▶ **TRY IT**: Reproduce the records below exactly as they appear.

**** DATA SECTION ****

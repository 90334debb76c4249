// ABOUTME: OAuth module organizing the authorization-linking protocol
// ABOUTME: Wire types for the state parameter plus the manager driving the handshake
// Licensed under the Apache License, Version 2.0 <LICENSE-APACHE or
// http://www.apache.org/licenses/LICENSE-2.0> or the MIT license
// <LICENSE-MIT or http://opensource.org/licenses/MIT>, at your
// option. This file may not be copied, modified, or distributed
// except according to those terms.

//! # OAuth Linking Protocol
//!
//! The state parameter round-trips through the provider as URL-encoded
//! JSON. Field names on the wire (`actionId`, `kid`) are kept from the
//! original deployment so pending handshakes survive an upgrade.

pub mod manager;

pub use manager::AuthManager;

use serde::{Deserialize, Serialize};

/// Contents of the anti-CSRF `state` parameter
#[derive(Debug, Clone, PartialEq, Eq, Serialize, Deserialize)]
pub struct AuthorizeState {
    /// Correlation token binding this authorize request to its callback
    #[serde(rename = "actionId")]
    pub correlation_token: String,
    /// Chat-layer user identifier
    #[serde(rename = "kid")]
    pub user_key: String,
}

impl AuthorizeState {
    /// Serialize for embedding in the authorize URL
    #[must_use]
    pub fn to_json(&self) -> String {
        // Serialization of two plain strings cannot fail
        serde_json::to_string(self).unwrap_or_default()
    }

    /// Parse the callback's `state` query parameter
    #[must_use]
    pub fn from_json(raw: &str) -> Option<Self> {
        serde_json::from_str(raw).ok()
    }
}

****

▶ **WRITTEN RESPONSE**:
repository 90334debb76c4249
// ABOUTME: OAuth module organizing the authorization-linking protocol
// ABOUTME: Wire types for the state parameter plus the manager driving the handshake
// Licensed under the Apache License, Version 2.0 <LICENSE-APACHE or
// http://www.apache.org/licenses/LICENSE-2.0> or the MIT license
// <LICENSE-MIT or http://opensource.org/licenses/MIT>, at your
// option. This file may not be copied, modified, or distributed
// except according to those terms.

//! # OAuth Linking Protocol
//!
//! The state parameter round-trips through the provider as URL-encoded
//! JSON. Field names on the wire (`actionId`, `kid`) are kept from the
//! original deployment so pending handshakes survive an upgrade.

pub mod manager;

pub use manager::AuthManager;

use serde::{Deserialize, Serialize};

/// Contents of the anti-CSRF `state` parameter
#[derive(Debug, Clone, PartialEq, Eq, Serialize, Deserialize)]
pub struct AuthorizeState {
    /// Correlation token binding this authorize request to its callback
    #[serde(rename = "actionId")]
    pub correlation_token: String,
    /// Chat-layer user identifier
    #[serde(rename = "kid")]
    pub user_key: String,
}

impl AuthorizeState {
    /// Serialize for embedding in the authorize URL
    #[must_use]
    pub fn to_json(&self) -> String {
        // Serialization of two plain strings cannot fail
        serde_json::to_string(self).unwrap_or_default()
    }

    /// Parse the callback's `state` query parameter
    #[must_use]
    pub fn from_json(raw: &str) -> Option<Self> {
        serde_json::from_str(raw).ok()
    }
}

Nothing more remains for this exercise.